The present study revealed that the football position significantly resulted in increased left lateral trunk lean angle, compared to the cradle and cross-cradle positions. Although not statistically significant across the groups, this finding may be attributed to the lateral trunk motion associated with the movement of the contralateral upper limb as it supports the nursing breast (the left breast in this study) while directing it into the infant’s mouth. However, it was inferred from the results that the left trunk lean associated with the FB position seemed rather insufficient to elicit increased activities in the left trunk muscles (particularly the external obliques). Rather, the external obliques showed significantly decreased activities during the FB position, as compared to the cradle and cradle positions.
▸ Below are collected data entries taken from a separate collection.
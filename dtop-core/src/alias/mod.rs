//! Per-host connection overrides from an OpenSSH client config file
//!
//! Only `HostName`, `User`, `Port` and `IdentityFile` are read; every other
//! option is left to the `ssh` client itself.

mod pattern;
mod table;

pub use table::{AliasTable, HostAlias};
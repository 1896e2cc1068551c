// This software is provided for non-commercial use only.
// Commercial use is strictly prohibited.
// If you use, modify, or redistribute this software, you must provide proper attribution to the original author.
// (c) 2026 Onur Tuna. All rights reserved.

pub mod config;
pub mod error;
pub mod group;
pub mod handler;
pub mod storage;

pub use config::{Config, TrainingConfig};
pub use error::{Result, TubError};
pub use group::TubGroup;
pub use handler::TubHandler;
pub use storage::record::{Image, RawImage, Record, Schema, Tensor, Value};
pub use storage::tub::{CheckReport, Tub};
// This software is provided for non-commercial use only.
// Commercial use is strictly prohibited.
// If you use, modify, or redistribute this software, you must provide proper attribution to the original author.
// (c) 2026 Onur Tuna. All rights reserved.

//! Storage subsystem: tub directory, codecs, derived index and generators.

pub mod archive;
pub mod codec;
pub mod generators;
pub mod index;
pub mod record;
pub mod tub;
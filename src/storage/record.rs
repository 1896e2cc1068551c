// This software is provided for non-commercial use only.
// Commercial use is strictly prohibited.
// If you use, modify, or redistribute this software, you must provide proper attribution to the original author.
// (c) 2026 Onur Tuna. All rights reserved.

//! Record values and the tub schema.
//!
//! A [`Record`] maps field names to [`Value`]s. Which values a field accepts,
//! and how they are laid out on disk, is decided by the field's declared type
//! name in the [`Schema`] (see [`crate::storage::codec`]).

use std::collections::{BTreeMap, HashSet};

use bytes::Bytes;
use serde::{Deserialize, Serialize};

use crate::error::{Result, TubError};

/// One indexed set of named field values.
pub type Record = BTreeMap<String, Value>;

/// A single field value.
#[derive(Debug, Clone, PartialEq)]
pub enum Value {
    Float(f64),
    Int(i64),
    Bool(bool),
    Str(String),
    Array(Tensor),
    Image(Image),
}

impl Value {
    /// Short name of the variant, used in error messages.
    pub fn kind_name(&self) -> &'static str {
        match self {
            Value::Float(_) => "float",
            Value::Int(_) => "int",
            Value::Bool(_) => "boolean",
            Value::Str(_) => "str",
            Value::Array(_) => "array",
            Value::Image(_) => "image",
        }
    }

    pub fn as_f64(&self) -> Option<f64> {
        match self {
            Value::Float(v) => Some(*v),
            Value::Int(v) => Some(*v as f64),
            _ => None,
        }
    }

    pub fn as_image(&self) -> Option<&Image> {
        match self {
            Value::Image(img) => Some(img),
            _ => None,
        }
    }
}

impl From<f64> for Value {
    fn from(v: f64) -> Self { Value::Float(v) }
}

impl From<i64> for Value {
    fn from(v: i64) -> Self { Value::Int(v) }
}

impl From<bool> for Value {
    fn from(v: bool) -> Self { Value::Bool(v) }
}

impl From<&str> for Value {
    fn from(v: &str) -> Self { Value::Str(v.to_string()) }
}

impl From<String> for Value {
    fn from(v: String) -> Self { Value::Str(v) }
}

impl From<Tensor> for Value {
    fn from(v: Tensor) -> Self { Value::Array(v) }
}

impl From<Image> for Value {
    fn from(v: Image) -> Self { Value::Image(v) }
}

/// Dense numeric array in row-major order.
#[derive(Debug, Clone, PartialEq, Serialize, Deserialize)]
pub struct Tensor {
    pub shape: Vec<usize>,
    pub data: Vec<f64>,
}

impl Tensor {
    /// Returns `None` if `data` does not hold exactly `shape.product()` elements.
    pub fn new(shape: Vec<usize>, data: Vec<f64>) -> Option<Self> {
        let tensor = Tensor { shape, data };
        tensor.is_consistent().then_some(tensor)
    }

    /// One-dimensional tensor.
    pub fn vector(data: Vec<f64>) -> Self {
        Tensor { shape: vec![data.len()], data }
    }

    pub fn is_consistent(&self) -> bool {
        self.shape.iter().product::<usize>() == self.data.len()
    }

    pub fn len(&self) -> usize {
        self.data.len()
    }

    pub fn is_empty(&self) -> bool {
        self.data.is_empty()
    }
}

/// Image payload: either raw pixels or already-encoded file bytes.
#[derive(Debug, Clone, PartialEq)]
pub enum Image {
    Raw(RawImage),
    /// Encoded bytes (JPEG, PNG, ...) stored verbatim.
    Encoded(Bytes),
}

/// Interleaved 8-bit pixels, `height` rows of `width * channels` bytes.
#[derive(Debug, Clone, PartialEq)]
pub struct RawImage {
    pub width: u32,
    pub height: u32,
    pub channels: u8,
    pub pixels: Bytes,
}

impl RawImage {
    /// Returns `None` if the pixel buffer length does not match the dimensions.
    pub fn new(width: u32, height: u32, channels: u8, pixels: impl Into<Bytes>) -> Option<Self> {
        let pixels = pixels.into();
        let expected = width as usize * height as usize * channels as usize;
        (pixels.len() == expected).then_some(RawImage { width, height, channels, pixels })
    }
}

/// Declared field names paired positionally with their type names.
#[derive(Debug, Clone, PartialEq, Eq, Serialize, Deserialize)]
pub struct Schema {
    pub inputs: Vec<String>,
    pub types: Vec<String>,
}

impl Schema {
    pub fn new<I, S, T, U>(inputs: I, types: T) -> Result<Self>
    where
        I: IntoIterator<Item = S>,
        S: Into<String>,
        T: IntoIterator<Item = U>,
        U: Into<String>,
    {
        let schema = Schema {
            inputs: inputs.into_iter().map(Into::into).collect(),
            types: types.into_iter().map(Into::into).collect(),
        };
        schema.validate()?;
        Ok(schema)
    }

    pub(crate) fn validate(&self) -> Result<()> {
        if self.inputs.len() != self.types.len() {
            return Err(TubError::InvalidSchema(format!(
                "{} inputs but {} types",
                self.inputs.len(),
                self.types.len()
            )));
        }
        let mut seen = HashSet::new();
        for input in &self.inputs {
            if !seen.insert(input.as_str()) {
                return Err(TubError::InvalidSchema(format!("duplicate input '{input}'")));
            }
        }
        Ok(())
    }

    /// Declared type name of `field`.
    pub fn type_of(&self, field: &str) -> Option<&str> {
        self.inputs
            .iter()
            .position(|f| f == field)
            .map(|i| self.types[i].as_str())
    }

    pub fn contains(&self, field: &str) -> bool {
        self.inputs.iter().any(|f| f == field)
    }

    /// `(input, type)` pairs in declaration order.
    pub fn fields(&self) -> impl Iterator<Item = (&str, &str)> {
        self.inputs.iter().map(String::as_str).zip(self.types.iter().map(String::as_str))
    }

    pub fn len(&self) -> usize {
        self.inputs.len()
    }

    pub fn is_empty(&self) -> bool {
        self.inputs.is_empty()
    }
}

#[cfg(test)]
mod tests {
    use super::*;

    #[test]
    fn schema_rejects_mismatched_lengths() {
        assert!(Schema::new(["a", "b"], ["float"]).is_err());
    }

    #[test]
    fn schema_rejects_duplicate_inputs() {
        assert!(Schema::new(["a", "a"], ["float", "int"]).is_err());
    }

    #[test]
    fn schema_type_lookup() {
        let schema = Schema::new(["cam/image_array", "angle"], ["image_array", "float"]).unwrap();
        assert_eq!(schema.type_of("angle"), Some("float"));
        assert_eq!(schema.type_of("throttle"), None);
    }

    #[test]
    fn raw_image_checks_buffer_length() {
        assert!(RawImage::new(2, 2, 3, vec![0u8; 12]).is_some());
        assert!(RawImage::new(2, 2, 3, vec![0u8; 11]).is_none());
    }

    #[test]
    fn tensor_checks_shape() {
        assert!(Tensor::new(vec![2, 3], vec![0.0; 6]).is_some());
        assert!(Tensor::new(vec![2, 3], vec![0.0; 5]).is_none());
    }
}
Biomechanically, this trend in the study findings is controversial and may require further analysis of these biomechanical parameters during BF tasks to explain for this discrepancy. This discrepancy in the present study’s findings may be attributed to the fact that trunk lean angles and EMG activities of the trunk muscles were not measured simultaneously for better outcomes of the relationship(s) among these variables during BF. Further studies should however involve simultaneous and dynamic biomechanical analysis, rather than static measurements solely.
Conclusion
The cradle, cross-cradle and football BF positions result in biomechanical and postural alterations of the trunk which may predispose women to BF-related musculoskeletal injuries. However, the football position is the most biomechanically efficient, as compared to the cradle and cross-cradle positions. Alternating BF positions should be considered in addition to postural training to emphasize appropriate back care principles during BF tasks. Further studies are required for evaluation of specific musculoskeletal injuries that may be associated with each Bf position relative to relevant maternal characteristics.
Conflict of interest
None to report.
Footnotes
Acknowledgment
We appreciate all the study participants for their consent and participation in this study.